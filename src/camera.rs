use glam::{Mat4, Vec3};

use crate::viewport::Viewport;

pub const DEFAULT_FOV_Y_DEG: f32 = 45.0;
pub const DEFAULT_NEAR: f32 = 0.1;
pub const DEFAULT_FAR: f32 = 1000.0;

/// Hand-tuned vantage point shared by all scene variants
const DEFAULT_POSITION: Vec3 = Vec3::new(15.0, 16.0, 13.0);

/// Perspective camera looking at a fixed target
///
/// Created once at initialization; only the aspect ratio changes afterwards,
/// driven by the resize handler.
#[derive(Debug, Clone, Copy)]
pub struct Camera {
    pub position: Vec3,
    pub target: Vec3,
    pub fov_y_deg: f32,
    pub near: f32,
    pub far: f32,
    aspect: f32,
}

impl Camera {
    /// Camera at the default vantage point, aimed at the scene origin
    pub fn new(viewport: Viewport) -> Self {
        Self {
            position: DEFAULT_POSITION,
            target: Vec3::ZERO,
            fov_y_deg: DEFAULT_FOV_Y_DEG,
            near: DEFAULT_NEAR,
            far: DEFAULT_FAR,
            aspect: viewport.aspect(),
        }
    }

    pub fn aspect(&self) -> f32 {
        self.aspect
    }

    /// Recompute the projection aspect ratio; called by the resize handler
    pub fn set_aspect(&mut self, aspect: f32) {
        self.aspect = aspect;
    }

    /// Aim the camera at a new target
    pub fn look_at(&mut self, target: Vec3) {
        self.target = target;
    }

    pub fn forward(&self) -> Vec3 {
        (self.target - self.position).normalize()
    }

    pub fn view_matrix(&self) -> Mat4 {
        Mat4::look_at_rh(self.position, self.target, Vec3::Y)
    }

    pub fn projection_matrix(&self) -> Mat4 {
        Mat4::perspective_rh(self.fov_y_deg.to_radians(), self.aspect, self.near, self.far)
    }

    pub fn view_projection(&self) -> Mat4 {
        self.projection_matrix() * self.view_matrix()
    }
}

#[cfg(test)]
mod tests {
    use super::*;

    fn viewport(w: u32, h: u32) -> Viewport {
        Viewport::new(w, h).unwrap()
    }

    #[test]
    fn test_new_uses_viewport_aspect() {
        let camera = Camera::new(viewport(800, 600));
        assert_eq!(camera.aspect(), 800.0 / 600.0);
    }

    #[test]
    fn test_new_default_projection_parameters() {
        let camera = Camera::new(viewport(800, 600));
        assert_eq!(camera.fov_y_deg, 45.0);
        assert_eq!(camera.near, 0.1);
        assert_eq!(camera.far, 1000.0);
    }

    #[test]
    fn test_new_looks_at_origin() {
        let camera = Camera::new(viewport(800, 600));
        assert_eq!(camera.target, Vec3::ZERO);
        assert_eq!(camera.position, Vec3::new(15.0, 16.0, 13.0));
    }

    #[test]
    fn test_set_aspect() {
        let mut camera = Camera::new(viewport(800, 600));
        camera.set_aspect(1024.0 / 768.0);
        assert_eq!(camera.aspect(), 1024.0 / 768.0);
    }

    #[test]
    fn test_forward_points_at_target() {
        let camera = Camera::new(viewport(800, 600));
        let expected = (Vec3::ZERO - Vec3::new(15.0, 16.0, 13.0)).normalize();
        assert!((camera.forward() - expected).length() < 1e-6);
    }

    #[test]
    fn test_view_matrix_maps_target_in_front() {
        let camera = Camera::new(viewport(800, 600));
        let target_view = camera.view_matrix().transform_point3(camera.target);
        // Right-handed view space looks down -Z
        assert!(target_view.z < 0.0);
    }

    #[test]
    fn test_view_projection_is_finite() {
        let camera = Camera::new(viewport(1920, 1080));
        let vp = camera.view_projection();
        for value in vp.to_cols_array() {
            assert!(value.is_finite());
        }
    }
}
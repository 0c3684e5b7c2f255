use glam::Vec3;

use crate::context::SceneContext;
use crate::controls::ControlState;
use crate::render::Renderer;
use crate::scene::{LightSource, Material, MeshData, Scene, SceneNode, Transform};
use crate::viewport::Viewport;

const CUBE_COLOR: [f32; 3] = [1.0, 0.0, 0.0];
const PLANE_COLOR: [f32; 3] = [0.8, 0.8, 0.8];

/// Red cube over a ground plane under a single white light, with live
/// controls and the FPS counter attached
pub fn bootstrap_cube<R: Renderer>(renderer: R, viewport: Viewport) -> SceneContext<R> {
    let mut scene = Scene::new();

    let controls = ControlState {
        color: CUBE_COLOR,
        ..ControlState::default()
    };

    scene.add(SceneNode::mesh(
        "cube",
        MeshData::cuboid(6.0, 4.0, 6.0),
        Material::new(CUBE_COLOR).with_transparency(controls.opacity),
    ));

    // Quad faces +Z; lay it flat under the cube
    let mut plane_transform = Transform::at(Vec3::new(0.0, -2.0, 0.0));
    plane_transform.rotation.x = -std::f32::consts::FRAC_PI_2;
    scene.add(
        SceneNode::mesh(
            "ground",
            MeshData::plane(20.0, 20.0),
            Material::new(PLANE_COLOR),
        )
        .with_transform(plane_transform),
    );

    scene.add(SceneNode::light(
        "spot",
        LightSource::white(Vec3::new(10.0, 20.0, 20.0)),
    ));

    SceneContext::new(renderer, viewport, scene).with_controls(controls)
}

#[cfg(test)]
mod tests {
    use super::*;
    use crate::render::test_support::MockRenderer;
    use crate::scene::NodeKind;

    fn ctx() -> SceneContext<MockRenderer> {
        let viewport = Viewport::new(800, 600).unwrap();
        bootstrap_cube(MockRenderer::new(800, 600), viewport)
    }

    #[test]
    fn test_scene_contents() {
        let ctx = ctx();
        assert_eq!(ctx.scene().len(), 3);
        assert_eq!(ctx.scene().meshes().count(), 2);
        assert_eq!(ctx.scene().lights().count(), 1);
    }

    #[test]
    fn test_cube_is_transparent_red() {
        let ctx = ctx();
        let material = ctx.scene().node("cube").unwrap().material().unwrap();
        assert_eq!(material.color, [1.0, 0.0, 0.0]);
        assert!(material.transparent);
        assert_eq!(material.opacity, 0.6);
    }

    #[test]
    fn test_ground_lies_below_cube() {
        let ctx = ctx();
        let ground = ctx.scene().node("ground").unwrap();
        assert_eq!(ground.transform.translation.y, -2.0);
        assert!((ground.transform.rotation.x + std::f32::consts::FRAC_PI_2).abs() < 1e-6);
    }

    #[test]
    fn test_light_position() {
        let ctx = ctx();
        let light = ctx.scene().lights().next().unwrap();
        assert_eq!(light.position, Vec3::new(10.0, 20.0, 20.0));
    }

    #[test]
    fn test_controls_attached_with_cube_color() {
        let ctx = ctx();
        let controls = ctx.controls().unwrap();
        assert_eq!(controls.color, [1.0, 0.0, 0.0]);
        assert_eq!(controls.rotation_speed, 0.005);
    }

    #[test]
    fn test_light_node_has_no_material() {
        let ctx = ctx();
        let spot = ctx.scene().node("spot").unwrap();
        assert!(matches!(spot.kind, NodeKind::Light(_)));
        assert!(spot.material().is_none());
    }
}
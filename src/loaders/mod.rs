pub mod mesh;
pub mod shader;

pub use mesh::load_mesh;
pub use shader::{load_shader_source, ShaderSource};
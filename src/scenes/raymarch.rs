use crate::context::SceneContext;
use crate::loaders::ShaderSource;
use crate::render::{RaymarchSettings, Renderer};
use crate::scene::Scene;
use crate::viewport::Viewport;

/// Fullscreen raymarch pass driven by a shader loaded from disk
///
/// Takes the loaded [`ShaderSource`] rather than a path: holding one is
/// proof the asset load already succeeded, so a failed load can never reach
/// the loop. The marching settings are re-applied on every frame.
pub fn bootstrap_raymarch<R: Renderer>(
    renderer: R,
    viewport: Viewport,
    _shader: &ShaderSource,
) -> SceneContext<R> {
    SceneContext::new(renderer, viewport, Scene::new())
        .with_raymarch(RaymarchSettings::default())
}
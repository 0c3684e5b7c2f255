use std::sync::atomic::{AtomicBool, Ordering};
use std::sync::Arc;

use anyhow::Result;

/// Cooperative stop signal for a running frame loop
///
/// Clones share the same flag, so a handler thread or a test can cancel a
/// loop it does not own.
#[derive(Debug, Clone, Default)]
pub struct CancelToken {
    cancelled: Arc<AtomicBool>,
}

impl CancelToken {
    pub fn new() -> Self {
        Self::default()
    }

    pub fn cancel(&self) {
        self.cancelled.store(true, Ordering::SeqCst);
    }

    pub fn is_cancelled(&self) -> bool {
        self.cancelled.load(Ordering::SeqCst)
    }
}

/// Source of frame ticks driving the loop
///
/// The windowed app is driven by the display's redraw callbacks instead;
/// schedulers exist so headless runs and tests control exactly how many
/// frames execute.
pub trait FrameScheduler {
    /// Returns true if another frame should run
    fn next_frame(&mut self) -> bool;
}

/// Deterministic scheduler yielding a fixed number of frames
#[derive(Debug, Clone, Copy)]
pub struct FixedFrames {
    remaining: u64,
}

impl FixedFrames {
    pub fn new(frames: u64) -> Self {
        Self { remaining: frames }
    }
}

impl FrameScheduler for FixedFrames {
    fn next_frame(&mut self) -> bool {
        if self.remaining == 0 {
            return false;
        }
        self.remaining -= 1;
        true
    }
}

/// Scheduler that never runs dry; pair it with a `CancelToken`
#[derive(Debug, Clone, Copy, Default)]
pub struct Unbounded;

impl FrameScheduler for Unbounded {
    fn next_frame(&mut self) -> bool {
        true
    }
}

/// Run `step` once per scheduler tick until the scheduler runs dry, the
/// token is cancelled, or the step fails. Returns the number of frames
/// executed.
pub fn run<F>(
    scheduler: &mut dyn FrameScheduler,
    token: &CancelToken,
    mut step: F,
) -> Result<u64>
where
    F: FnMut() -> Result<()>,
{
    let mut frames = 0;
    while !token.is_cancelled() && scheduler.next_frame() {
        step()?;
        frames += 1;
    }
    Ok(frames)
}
# # # #
> **Activity**:
Above are the records; from them, give again exactly the lines from the one containing "filename src/scenes/raymarch.rs" through the one containing "holding one is", both included.

> **Exercise response**:
filename src/scenes/raymarch.rs
use crate::context::SceneContext;
use crate::loaders::ShaderSource;
use crate::render::{RaymarchSettings, Renderer};
use crate::scene::Scene;
use crate::viewport::Viewport;

/// Fullscreen raymarch pass driven by a shader loaded from disk
///
/// Takes the loaded [`ShaderSource`] rather than a path: holding one is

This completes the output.